C’est justement le risque que courent les versets très longs. En effet, dès qu’ils s’allongent démesurément (il y a par exemple un verset de 16 lignes dans « Éloges IV » de Saint-John Perse[27]), ils sont perçus comme des paragraphes. Les poèmes aux longs paragraphes sont précisément ceux dont la qualité de versets peut faire problème. C’est en se référant à ce critère, à quoi s’ajoute l’abandon de la majuscule initiale, que quelques critiques[28] préfèrent parler de poème en prose à propos de la poésie persienne. Le fait que Claudel et Senghor maintiennent la majuscule initiale au début de chaque verset et non seulement au début des phrases est considéré par les commentateurs comme un indice important de la poéticité de leurs textes.

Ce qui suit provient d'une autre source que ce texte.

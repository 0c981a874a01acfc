//! weft CLI
//!
//! One binary for both peers:
//! - `serve` accepts tunnel connections
//! - `connect` dials a peer and forwards ports through it

use std::path::PathBuf;
use std::process::ExitCode;

use anyhow::Result;
use clap::{Parser, Subcommand};
use tracing_subscriber::{layer::SubscriberExt, util::SubscriberInitExt};

use weft::commands::{self, ConnectOptions};
use weft::output::print_error;
use weft_services::user::{LOCAL_FORWARD, REMOTE_FORWARD};

#[derive(Parser)]
#[command(name = "weft")]
#[command(author, version, about = "Multiplexed TCP port forwarding over one connection")]
#[command(propagate_version = true)]
struct Cli {
    /// Path to configuration file
    #[arg(short, long, global = true, env = "WEFT_CONFIG")]
    config: Option<PathBuf>,

    /// Enable verbose output
    #[arg(short, long, global = true, action = clap::ArgAction::Count)]
    verbose: u8,

    /// Suppress all output except errors
    #[arg(short, long, global = true)]
    quiet: bool,

    /// Log filter (e.g. "debug" or "weft_mux=trace"); overrides -v/-q
    #[arg(long, global = true)]
    log_level: Option<String>,

    #[command(subcommand)]
    command: Commands,
}

#[derive(Subcommand)]
enum Commands {
    /// Accept tunnel connections from peers
    Serve {
        /// Listen address (overrides config)
        #[arg(short, long)]
        listen: Option<String>,
    },

    /// Connect to a peer and set up port forwardings
    Connect {
        /// Peer address (overrides config)
        #[arg(short, long)]
        server: Option<String>,

        #[arg(
            short = 'R',
            value_name = REMOTE_FORWARD.value_name,
            help = REMOTE_FORWARD.description
        )]
        remote: Vec<String>,

        #[arg(
            short = 'L',
            value_name = LOCAL_FORWARD.value_name,
            help = LOCAL_FORWARD.description
        )]
        local: Vec<String>,

        /// Print the forwarding report as JSON
        #[arg(long)]
        json: bool,
    },

    /// Manage configuration
    Config {
        #[command(subcommand)]
        action: ConfigAction,
    },
}

#[derive(Subcommand)]
enum ConfigAction {
    /// Show the effective configuration
    Show,
    /// Show the config file path
    Path,
    /// Write a default config file
    Init {
        /// Overwrite an existing file
        #[arg(short, long)]
        force: bool,
    },
}

#[tokio::main]
async fn main() -> ExitCode {
    let cli = Cli::parse();

    let log_level = match (cli.quiet, cli.verbose) {
        (true, _) => "error",
        (false, 0) => "warn",
        (false, 1) => "info",
        (false, 2) => "debug",
        (false, _) => "trace",
    };
    let filter = cli
        .log_level
        .clone()
        .or_else(|| std::env::var("RUST_LOG").ok())
        .unwrap_or_else(|| log_level.into());

    tracing_subscriber::registry()
        .with(tracing_subscriber::EnvFilter::new(filter))
        .with(tracing_subscriber::fmt::layer().with_target(false))
        .init();

    match run(cli).await {
        Ok(()) => ExitCode::SUCCESS,
        Err(e) => {
            print_error(&format!("{:#}", e));
            ExitCode::FAILURE
        }
    }
}

async fn run(cli: Cli) -> Result<()> {
    let config_path = cli.config.as_ref();
    match cli.command {
        Commands::Serve { listen } => {
            let config = commands::load_endpoint_config(config_path)?;
            commands::serve_command(config, listen).await
        }
        Commands::Connect {
            server,
            remote,
            local,
            json,
        } => {
            let config = commands::load_endpoint_config(config_path)?;
            let options = ConnectOptions {
                server,
                remote_forwards: remote,
                local_forwards: local,
                json,
            };
            commands::connect_command(config, options).await
        }
        Commands::Config { action } => match action {
            ConfigAction::Show => commands::config_show(config_path),
            ConfigAction::Path => {
                commands::config_path(config_path);
                Ok(())
            }
            ConfigAction::Init { force } => commands::config_init(config_path, force),
        },
    }
}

Loin d’être supprimée, comme il arrive souvent dans les vers libres du XXe siècle, la ponctuation reste chez Claudel, Saint-John Perse et Senghor[29] un important facteur de segmentation interne. Ils ont recours à des procédés de marquage variés pour rendre dans leurs poèmes le dynamisme de la voix, avec son intonation, ses pauses. Le nombre exceptionnellement grand des points d’exclamation indique dans les trois recueils la dominance de la modalité exclamative. Les nombreuses occurrences à l’intérieur des lignes, en segmentant les versets, contribuent également à dessiner l’image extérieure des textes (« O mon amie ! ô Muse dans le vent de la mer ! ô idée chevelue à la proue[30]  ! »). Les majuscules à l’initiale des noms communs — très fréquentes chez les trois poètes — mettent en relief les mots autrement passés inaperçus : « le Vide[31]  », « la Nuit[32]  », « la Maison[33]  », pour ne citer que quelques exemples au hasard. Les italiques signalent une citation ou une formule d’origine étrangère (« Non serviam[34]  ! » ; « Kor Siga[35]  ! »). Ils peuvent également attirer l’attention sur les mots importants pour le poète : « la parole exprimée[36]  », « un homme juste[37]  ». Dépassant la fonction traditionnelle de l’accentuation, l’italique va tout dominer chez Saint-John Perse et se constituer comme l’un des « signes extérieurs de [sa] singularité[38]  ». La parenthèse perd également chez lui (dans une moindre mesure chez Claudel aussi) son rôle habituel, celui de commenter, préciser, contester, pour produire des effets de contraste, de variation ou de redondance. Le dernier verset mis entre parenthèses du poème persien (« Pour fêter une enfance V »), par exemple, récapitule (sous forme développée) les lignes initiales des deux premières strophes : « (… Ô j’ai lieu de louer ! Ô fable généreuse, ô table d’abondance[39]  !) »

Les choix typographiques des poètes ne sont pas sans signification. Les différents types de marquage que l’on vient de passer brièvement en revue fonctionnent comme des signes de poésie, par différence avec la prose.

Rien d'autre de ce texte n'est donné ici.